China's Green Beat is an effort by “Green brothers” John Romankiewicz, Shane Zhao and Rene Ng to raise awareness about environmental issues in China. The project has developed more than ten short films, complete with bilingual Chinese-English subtitles.
From its inception a year ago, China’s Green Beat has received a fair amount of attention in the international blogosphere. It recently was named one of the best blogs covering China by Danwei.
Green Beat co-founder John Romankiewicz shared some thoughts with Global Voices for our second GV-Enviro interview.
“Green” – one of the three Olympics themes – got a big boost in China during last month's Games. What do you foresee for China's environmental movement now that the Olympics have passed?
At least in Beijing, there's been a big focus on how Beijingers are very happy with the blue sky the Olympics have brought, and many have even proposed keeping the car restrictions in place. But for some people (rich people and migrant workers alike), one effect that the Olympics have had is that people associate car restrictions, factory closings and construction restrictions with “Green Olympics.” They associate this economic restriction that has been put on their economy for over a month with the word “green”, which I think is a very bad thing. On the other hand, the government is making laws which include language like sustainable development (可持续发展) and circular economy (循环经济), which is a sign of good things to come…The Beijing Olympics show that the national government has full dominion in Beijing and areas immediately surrounding; the real test will be if the national government can show growing enforcement power over all provinces and especially rural areas, perhaps through growing ministries such as the Ministry of Environmental Protection and recently-formed National Energy Bureau.
How effective has blogging been for spreading the Green Brothers’ message?
Blogging, and especially video blogging, is a very effective way of getting out the message quickly. Because other blogs and websites can embed our videos into their site, we get so many more eyeballs. The visual content adds so much to the message.They remember our faces, it leaves an impression, because we start off the videos in such a personable way, with simple name introductions….

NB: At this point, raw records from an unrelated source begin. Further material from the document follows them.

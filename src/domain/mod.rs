//! Domain layer - the assistant's vocabulary and rules.

pub mod chat;
pub mod foundation;
//! Conversation controller.
//!
//! Owns the visible message log for one conversation and runs one
//! request/response cycle per submitted turn. A single-permit semaphore is
//! the in-flight guard: a submission that cannot take the permit is ignored,
//! never queued.
//!
//! The controller never returns an error to its caller. Every failed turn
//! becomes an error-flagged assistant message, plus the configuration banner
//! for credential, billing and access failures.

use std::sync::{Arc, Mutex, MutexGuard, PoisonError};
use tokio::sync::{Semaphore, SemaphorePermit};

use crate::domain::chat::{
    ChatMessage, ControllerState, FailureKind, Key, KeyPress, MessageLog, QuickAction, Turn,
    CONFIG_BANNER, PROGRESS_INDICATOR,
};
use crate::domain::foundation::StateMachine;
use crate::ports::ChatRelay;

/// What happened to a submit attempt.
#[derive(Debug, Clone, Copy, PartialEq, Eq)]
pub enum SubmitOutcome {
    /// Nothing was appended and the relay was not called.
    Ignored(IgnoredReason),
    /// The reply was appended.
    Replied,
    /// An error notice of this class was appended.
    Failed(FailureKind),
}

#[derive(Debug, Clone, Copy, PartialEq, Eq)]
pub enum IgnoredReason {
    EmptyInput,
    TurnInFlight,
}

#[derive(Debug)]
struct ControllerInner {
    log: MessageLog,
    draft: String,
    state: ControllerState,
    config_banner: bool,
}

impl ControllerInner {
    fn advance(&mut self, target: ControllerState) {
        match self.state.transition_to(target) {
            Ok(next) => self.state = next,
            Err(err) => {
                tracing::error!(from = ?self.state, to = ?target, error = %err, "Controller state out of sync");
                self.state = target;
            }
        }
    }
}

/// Holds the in-flight permit for one turn.
///
/// Dropping it returns the controller to `Idle` before the permit is
/// released, so an abandoned `submit` future cannot leave the input disabled.
struct TurnGuard<'a> {
    inner: &'a Mutex<ControllerInner>,
    _permit: SemaphorePermit<'a>,
}

impl Drop for TurnGuard<'_> {
    fn drop(&mut self) {
        let mut inner = lock(self.inner);
        if inner.state.is_busy() {
            tracing::debug!(state = ?inner.state, "Turn ended without a reply");
            inner.advance(ControllerState::Idle);
        }
    }
}

fn lock(inner: &Mutex<ControllerInner>) -> MutexGuard<'_, ControllerInner> {
    inner.lock().unwrap_or_else(PoisonError::into_inner)
}

/// Drives one conversation against a chat relay.
pub struct ConversationController {
    relay: Arc<dyn ChatRelay>,
    inner: Mutex<ControllerInner>,
    in_flight: Semaphore,
}

impl ConversationController {
    /// Creates a controller whose log holds only the greeting.
    pub fn new(relay: Arc<dyn ChatRelay>) -> Self {
        Self {
            relay,
            inner: Mutex::new(ControllerInner {
                log: MessageLog::seeded(),
                draft: String::new(),
                state: ControllerState::Idle,
                config_banner: false,
            }),
            in_flight: Semaphore::new(1),
        }
    }

    fn lock(&self) -> MutexGuard<'_, ControllerInner> {
        lock(&self.inner)
    }

    /// Replaces the input draft. Ignored while a turn is in flight.
    pub fn set_input(&self, text: impl Into<String>) {
        let mut inner = self.lock();
        if inner.state.input_enabled() {
            inner.draft = text.into();
        }
    }

    /// Fills the draft with a canned prompt. Returns false while busy.
    pub fn apply_quick_action(&self, action: QuickAction) -> bool {
        let mut inner = self.lock();
        if !inner.state.input_enabled() {
            return false;
        }
        inner.draft = action.prompt().to_string();
        true
    }

    /// Feeds one key press from the input field.
    ///
    /// Enter submits; Shift+Enter inserts a newline; anything else edits the
    /// draft. Returns the submit outcome when the key was a submit.
    pub async fn handle_key(&self, key: KeyPress) -> Option<SubmitOutcome> {
        if key.is_submit() {
            return Some(self.submit().await);
        }

        let mut inner = self.lock();
        if inner.state.input_enabled() {
            match key.key {
                Key::Enter => inner.draft.push('\n'),
                Key::Other(c) => inner.draft.push(c),
            }
        }
        None
    }

    /// Submits the current draft as a user turn.
    pub async fn submit(&self) -> SubmitOutcome {
        let Ok(permit) = self.in_flight.try_acquire() else {
            tracing::debug!("Submit ignored, a turn is already in flight");
            return SubmitOutcome::Ignored(IgnoredReason::TurnInFlight);
        };
        let _turn = TurnGuard {
            inner: &self.inner,
            _permit: permit,
        };

        let history = {
            let mut inner = self.lock();
            if inner.draft.trim().is_empty() {
                return SubmitOutcome::Ignored(IgnoredReason::EmptyInput);
            }

            let draft = std::mem::take(&mut inner.draft);
            if let Err(err) = inner.log.append_user(draft) {
                tracing::debug!(error = %err, "Submit ignored, draft rejected");
                return SubmitOutcome::Ignored(IgnoredReason::EmptyInput);
            }
            inner.advance(ControllerState::Submitting);

            let history = inner.log.turns();
            inner.advance(ControllerState::AwaitingReply);
            history
        };

        tracing::debug!(turns = history.len(), "Sending conversation to relay");
        let result = self.relay.send(history).await;

        let mut inner = self.lock();
        let outcome = match result {
            Ok(reply) => {
                inner.log.append_assistant(reply);
                inner.config_banner = false;
                SubmitOutcome::Replied
            }
            Err(err) => {
                // Rejected displays as the endpoint's own error text.
                let kind = FailureKind::classify(&err.to_string());
                tracing::warn!(error = %err, kind = ?kind, "Chat turn failed");
                inner.log.append_error_notice(kind.notice());
                if kind.raises_config_banner() || err.is_config_error() {
                    inner.config_banner = true;
                }
                SubmitOutcome::Failed(kind)
            }
        };
        inner.advance(ControllerState::Idle);
        outcome
    }

    /// Snapshot of the log in display order.
    pub fn messages(&self) -> Vec<ChatMessage> {
        self.lock().log.messages().to_vec()
    }

    /// The log as it would be sent to the relay.
    pub fn history(&self) -> Vec<Turn> {
        self.lock().log.turns()
    }

    pub fn message_count(&self) -> usize {
        self.lock().log.messages().len()
    }

    pub fn state(&self) -> ControllerState {
        self.lock().state
    }

    pub fn input(&self) -> String {
        self.lock().draft.clone()
    }

    pub fn is_loading(&self) -> bool {
        self.lock().state.is_busy()
    }

    /// Submit control is enabled only when idle with a non-blank draft.
    pub fn can_submit(&self) -> bool {
        let inner = self.lock();
        inner.state.accepts_submission() && !inner.draft.trim().is_empty()
    }

    pub fn has_config_error(&self) -> bool {
        self.lock().config_banner
    }

    pub fn config_banner(&self) -> Option<&'static str> {
        self.has_config_error().then_some(CONFIG_BANNER)
    }

    pub fn progress_indicator(&self) -> Option<&'static str> {
        self.is_loading().then_some(PROGRESS_INDICATOR)
    }
}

On the other hand, this kind of online community doesn't replace or come close to the meaningfulness of a physical community, with meetups and face to face interaction. So in the future I think we'd like to continue to create online activities, but begin building our message and network offline as well.
Do you use other social media? If so, which sites?
I also use Current.com for reading news and video journalism. I subscribe to a bunch of RSS feeds relevant to China and the environment from small bloggers to big-wig blogs like Worldchanging and Treehugger as well.Recently I just found about avaaz.org.
What's next for China's Green Beat?
We'd like to expand beyond video content into more articles, resources, and online tools to learn more about the why and how of going green. Also, since [Green brother] Shane is in school in America now, Shane will begin producing videos (with Chinese subtitles) about America's environmental solutions/movement. We hope to breed more cooperation on environmental issues among people in America and China, because we're all in this together (no matter what the current political argument is about who is and isn't responsible for GHG emissions) and we can all contribute.